This document helps troubleshoot a system that does not respond. The document also discusses the cause, and how you can eliminate the problem.
A router appears to stop working when the system is not responsive to the console or to queries sent from the network (for example, Telnet, Simple Network Management Protocol (SNMP), and so on). These problems can be classified into two broad categories:
When the console does not respond.
When traffic does not go through.
There are no specific requirements for this document.
The information in this document is based on these software and hardware versions:
All Cisco IOS® software versions
All Cisco routers
This document does not apply to Cisco Catalyst switches or MGX platforms.
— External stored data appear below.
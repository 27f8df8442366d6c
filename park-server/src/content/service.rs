//! 内容同步服务
//!
//! 设置与图库状态的唯一权威副本。所有展示层读取、所有管理端写入都经由
//! 本服务，保证乐观更新、写入确认与推送通知之间的一致性。
//!
//! # 同步模型
//!
//! | 模式 | 判定 | 确认状态的写入方 |
//! |------|------|------------------|
//! | direct | 后端无变更通道 | 写入调用自身 (store 返回的确认记录) |
//! | realtime | 后端有变更通道 | 推送监听任务 (last writer wins) |
//!
//! 两条路径都汇入唯一入口 [`ContentService::apply_settings`]，避免
//! 乐观替换与推送通知重复应用同一变更。

use std::sync::Arc;
use std::sync::atomic::{AtomicBool, AtomicU64, Ordering};

use tokio::sync::RwLock;
use tokio_util::sync::CancellationToken;

use shared::message::SettingsChange;
use shared::models::{
    GalleryItem, GalleryItemCreate, GalleryItemPatch, MediaKind, ParkSettings, ParkSettingsUpdate,
};

use crate::media::{MediaStorage, validate_media_url};
use crate::store::{ContentStore, StoreError, StoreResult};

/// Where a new gallery item comes from
#[derive(Debug, Clone)]
pub enum GalleryItemSource {
    /// An external or site-relative URL (including data URIs)
    Url {
        url: String,
        file_name: String,
        file_type: MediaKind,
    },
    /// Raw bytes uploaded by the admin; stored via [`MediaStorage`]
    Upload { file_name: String, data: Vec<u8> },
}

/// Point-in-time view of the content state
#[derive(Debug, Clone, serde::Serialize)]
pub struct ContentSnapshot {
    pub settings: Option<ParkSettings>,
    pub gallery: Vec<GalleryItem>,
    pub loading: bool,
    pub error: Option<String>,
}

struct ServiceInner {
    store: Arc<dyn ContentStore>,
    media: MediaStorage,
    settings: RwLock<Option<ParkSettings>>,
    gallery: RwLock<Vec<GalleryItem>>,
    loading: AtomicBool,
    error: RwLock<Option<String>>,
    /// true when the store carries a change feed; confirmed settings state
    /// is then only ever written by the push listener
    realtime: bool,
    last_applied_version: AtomicU64,
    shutdown: CancellationToken,
}

/// Content synchronization service
#[derive(Clone)]
pub struct ContentService {
    inner: Arc<ServiceInner>,
}

impl ContentService {
    pub fn new(store: Arc<dyn ContentStore>, media: MediaStorage) -> Self {
        let realtime = store.subscribe().is_some();
        Self {
            inner: Arc::new(ServiceInner {
                store,
                media,
                settings: RwLock::new(None),
                gallery: RwLock::new(Vec::new()),
                loading: AtomicBool::new(false),
                error: RwLock::new(None),
                realtime,
                last_applied_version: AtomicU64::new(0),
                shutdown: CancellationToken::new(),
            }),
        }
    }

    /// Whether confirmed settings state is driven by push notifications
    pub fn is_realtime(&self) -> bool {
        self.inner.realtime
    }

    /// Spawn the push listener task, if the store has a change feed.
    ///
    /// Inbound notifications are applied unconditionally; the feed is the
    /// last-writer-wins authority for the settings record.
    pub fn start_listener(&self) {
        let Some(mut rx) = self.inner.store.subscribe() else {
            return;
        };

        let service = self.clone();
        tokio::spawn(async move {
            loop {
                tokio::select! {
                    _ = service.inner.shutdown.cancelled() => break,
                    received = rx.recv() => match received {
                        Ok(change) => service.apply_push(change).await,
                        Err(tokio::sync::broadcast::error::RecvError::Lagged(skipped)) => {
                            // Missed intermediate versions; the next change
                            // still carries the full record
                            tracing::warn!(skipped, "Settings change feed lagged");
                        }
                        Err(tokio::sync::broadcast::error::RecvError::Closed) => break,
                    },
                }
            }
            tracing::debug!("Settings change listener stopped");
        });
    }

    /// Stop the push listener
    pub fn shutdown(&self) {
        self.inner.shutdown.cancel();
    }

    /// Load settings (creating defaults if absent) and gallery concurrently.
    ///
    /// On any failure the previous state is left untouched and the error is
    /// both recorded and returned.
    pub async fn load(&self) -> StoreResult<()> {
        self.inner.loading.store(true, Ordering::SeqCst);
        let result = self.load_inner().await;
        self.inner.loading.store(false, Ordering::SeqCst);

        match result {
            Ok(()) => {
                self.clear_error().await;
                Ok(())
            }
            Err(e) => {
                self.record_error(&e).await;
                Err(e)
            }
        }
    }

    async fn load_inner(&self) -> StoreResult<()> {
        let (settings, gallery) = tokio::join!(
            self.inner.store.get_or_create_settings(),
            self.inner.store.list_gallery(),
        );
        let settings = settings?;
        let gallery = gallery?;

        // Commit both or neither
        *self.inner.settings.write().await = Some(settings);
        *self.inner.gallery.write().await = gallery;
        Ok(())
    }

    /// Merge a partial update into the committed settings.
    ///
    /// Fails fast (no store I/O) when nothing is loaded yet. In realtime
    /// mode local state is left alone; the authoritative copy arrives via
    /// the push listener.
    pub async fn update_settings(
        &self,
        update: ParkSettingsUpdate,
    ) -> StoreResult<ParkSettings> {
        if self.inner.settings.read().await.is_none() {
            let e = StoreError::NotLoaded;
            self.record_error(&e).await;
            return Err(e);
        }

        match self.inner.store.update_settings(update).await {
            Ok(confirmed) => {
                if !self.inner.realtime {
                    self.apply_settings(confirmed.clone()).await;
                }
                self.clear_error().await;
                Ok(confirmed)
            }
            Err(e) => {
                self.record_error(&e).await;
                Err(e)
            }
        }
    }

    /// Add a gallery item from an upload or a URL.
    ///
    /// Validation runs before any I/O. If the record insert fails after an
    /// upload already landed, the orphaned file is deleted best-effort.
    pub async fn add_item(&self, source: GalleryItemSource) -> StoreResult<GalleryItem> {
        let result = self.add_item_inner(source).await;
        match result {
            Ok(item) => {
                self.clear_error().await;
                Ok(item)
            }
            Err(e) => {
                self.record_error(&e).await;
                Err(e)
            }
        }
    }

    async fn add_item_inner(&self, source: GalleryItemSource) -> StoreResult<GalleryItem> {
        let (create, uploaded_url) = match source {
            GalleryItemSource::Url {
                url,
                file_name,
                file_type,
            } => {
                validate_media_url(&url)?;
                (
                    GalleryItemCreate {
                        file_url: url,
                        file_name,
                        file_type,
                    },
                    None,
                )
            }
            GalleryItemSource::Upload { file_name, data } => {
                let file_type = self.inner.media.validate(&file_name, data.len())?;
                let url = self.inner.media.store(&file_name, &data).await?;
                (
                    GalleryItemCreate {
                        file_url: url.clone(),
                        file_name,
                        file_type,
                    },
                    Some(url),
                )
            }
        };

        match self.inner.store.insert_gallery_item(create).await {
            Ok(item) => {
                let mut gallery = self.inner.gallery.write().await;
                gallery.push(item.clone());
                gallery.sort_by_key(|i| (i.display_order, i.created_at));
                Ok(item)
            }
            Err(e) => {
                // Clean up the file the failed insert orphaned
                if let Some(url) = uploaded_url {
                    self.inner.media.delete(&url).await;
                }
                Err(e)
            }
        }
    }

    /// Patch an existing gallery item (rename, reorder), re-sorting the
    /// collection when the order changed.
    pub async fn update_item(
        &self,
        id: &str,
        patch: GalleryItemPatch,
    ) -> StoreResult<GalleryItem> {
        match self.inner.store.update_gallery_item(id, patch).await {
            Ok(updated) => {
                let mut gallery = self.inner.gallery.write().await;
                if let Some(slot) = gallery.iter_mut().find(|item| item.id == id) {
                    *slot = updated.clone();
                }
                gallery.sort_by_key(|i| (i.display_order, i.created_at));
                self.clear_error().await;
                Ok(updated)
            }
            Err(e) => {
                self.record_error(&e).await;
                Err(e)
            }
        }
    }

    /// Remove a gallery item by id.
    ///
    /// The backing file of an uploaded item is deleted best-effort first;
    /// an unknown id surfaces `NotFound` and leaves state unchanged.
    pub async fn remove_item(&self, id: &str) -> StoreResult<()> {
        let backing_url = self
            .inner
            .gallery
            .read()
            .await
            .iter()
            .find(|item| item.id == id)
            .map(|item| item.file_url.clone());

        if let Some(url) = backing_url
            && self.inner.media.is_managed(&url)
        {
            self.inner.media.delete(&url).await;
        }

        match self.inner.store.delete_gallery_item(id).await {
            Ok(()) => {
                self.inner.gallery.write().await.retain(|item| item.id != id);
                self.clear_error().await;
                Ok(())
            }
            Err(e) => {
                self.record_error(&e).await;
                Err(e)
            }
        }
    }

    /// 确认状态的唯一写入口，写入确认路径与推送路径都经此落地
    pub async fn apply_settings(&self, confirmed: ParkSettings) {
        *self.inner.settings.write().await = Some(confirmed);
    }

    async fn apply_push(&self, change: SettingsChange) {
        self.inner
            .last_applied_version
            .fetch_max(change.version, Ordering::SeqCst);
        tracing::debug!(version = change.version, action = ?change.action, "Applying settings push");
        self.apply_settings(change.settings).await;
    }

    /// Version of the most recent push applied (0 before the first one)
    pub fn last_applied_version(&self) -> u64 {
        self.inner.last_applied_version.load(Ordering::SeqCst)
    }

    /// Committed settings, or None before the first successful load
    pub async fn settings(&self) -> Option<ParkSettings> {
        self.inner.settings.read().await.clone()
    }

    /// Current gallery items, display order ascending
    pub async fn gallery(&self) -> Vec<GalleryItem> {
        self.inner.gallery.read().await.clone()
    }

    pub async fn snapshot(&self) -> ContentSnapshot {
        ContentSnapshot {
            settings: self.settings().await,
            gallery: self.gallery().await,
            loading: self.inner.loading.load(Ordering::SeqCst),
            error: self.inner.error.read().await.clone(),
        }
    }

    async fn record_error(&self, e: &StoreError) {
        *self.inner.error.write().await = Some(e.to_string());
    }

    async fn clear_error(&self) {
        *self.inner.error.write().await = None;
    }
}
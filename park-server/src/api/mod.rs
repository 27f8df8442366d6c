//! API 路由模块
//!
//! # 结构
//!
//! - [`health`] - 健康检查
//! - [`park`] - 公开内容快照
//! - [`auth`] - 隐藏入口与管理员登录
//! - [`settings`] - 设置更新与编辑会话接口
//! - [`gallery`] - 图库管理接口
//! - [`media`] - 上传文件读取接口

pub mod auth;
pub mod gallery;
pub mod health;
pub mod media;
pub mod park;
pub mod settings;

// Re-export common types for handlers
pub use crate::utils::{AppResponse, AppResult};

use axum::Router;
use axum::middleware as axum_middleware;
use http::{HeaderName, HeaderValue};
use tower_http::compression::CompressionLayer;
use tower_http::cors::CorsLayer;
use tower_http::request_id::{
    MakeRequestId, PropagateRequestIdLayer, RequestId, SetRequestIdLayer,
};
use tower_http::trace::TraceLayer;
use uuid::Uuid;

use crate::core::ServerState;

/// Custom request ID generator
#[derive(Clone)]
struct XRequestId;

impl MakeRequestId for XRequestId {
    fn make_request_id<B>(&mut self, _request: &http::Request<B>) -> Option<RequestId> {
        let id = Uuid::new_v4().to_string();
        HeaderValue::from_str(&id).ok().map(RequestId::new)
    }
}

/// Build a router with all routes registered (no middleware, no state)
pub fn build_router() -> Router<ServerState> {
    Router::new()
        // Public content
        .merge(park::router())
        // Admin entry + login
        .merge(auth::router())
        // Settings editing - admin token required
        .merge(settings::router())
        // Gallery - list public, mutation admin
        .merge(gallery::router())
        // Stored media files - public
        .merge(media::router())
        // Health - public route
        .merge(health::router())
}

/// Build a fully configured application with all middleware
pub fn build_app(state: &ServerState) -> Router<ServerState> {
    build_router()
        // ========== Tower HTTP Middleware ==========
        // CORS - Handle cross-origin requests
        .layer(CorsLayer::permissive())
        // Compression - Gzip compress responses
        .layer(CompressionLayer::new())
        // Trace - Request tracing (logs at INFO level)
        .layer(TraceLayer::new_for_http())
        // Request ID - Generate unique ID for each request
        .layer(SetRequestIdLayer::new(
            HeaderName::from_static("x-request-id"),
            XRequestId,
        ))
        // Propagate request ID to response
        .layer(PropagateRequestIdLayer::new(HeaderName::from_static(
            "x-request-id",
        )))
        // JWT authentication - injects CurrentUser for admin routes
        .layer(axum_middleware::from_fn_with_state(
            state.clone(),
            crate::auth::require_admin,
        ))
}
The information in this document was created from the devices in a specific lab environment. All of the devices used in this document started with a cleared (default) configuration. If your network is live, make sure that you understand the potential impact of any command.
For more information on document conventions, refer to the Cisco Technical Tips Conventions.
Console problems occur when the router becomes unresponsive to input at the console port. If the console is not responsive, it means that a high priority process prevents the console driver from responding to input.
Verify cable connectivity.
Verify that the power supply is on.
Verify the router LED status. If all LEDs are down, it is most likely an issue with the power supply of the router.
If traffic still flows through the router:
Disconnect network interfaces and see if the router responds. Many times the router assumes it is doing something too important to service exec sessions.
You can also attempt to reproduce the problem after you issue these commands:
On the Cisco 7200 and 7500 Series:
configure terminal scheduler allocate 3000 1000 ^Z
The scheduler allocate command guarantees CPU time for low priority processes. It puts a maximum time allocated to fast-switching (3000 microseconds - usec) and process-switching (1000 usec) per network interrupt context.
On all other platforms, use:
configure terminal scheduler interval 500 ^Z
The scheduler interval command allows low priority processes to be scheduled every 500 usec, and thereby allows some commands to be typed even if CPU usage is at 100%.
Check the Basic System Management Commands in the Cisco IOS Software Command Reference for more information on these commands.
If the console does not respond because the router CPU utilization is high, it is important to find and correct the cause of the high CPU utilization. For example, if process-switched IP traffic causes problems, then this is reflected in the "IP Input" process in the output from the show processes cpu command. In this situation, it is important to collect the output from show interfaces, show interfaces stat, and possibly show processes to further diagnose the problem. To fix the problem, you would need to reduce the amount of IP traffic that is process switched. See Troubleshooting High CPU Utilization on Cisco Routers for more information.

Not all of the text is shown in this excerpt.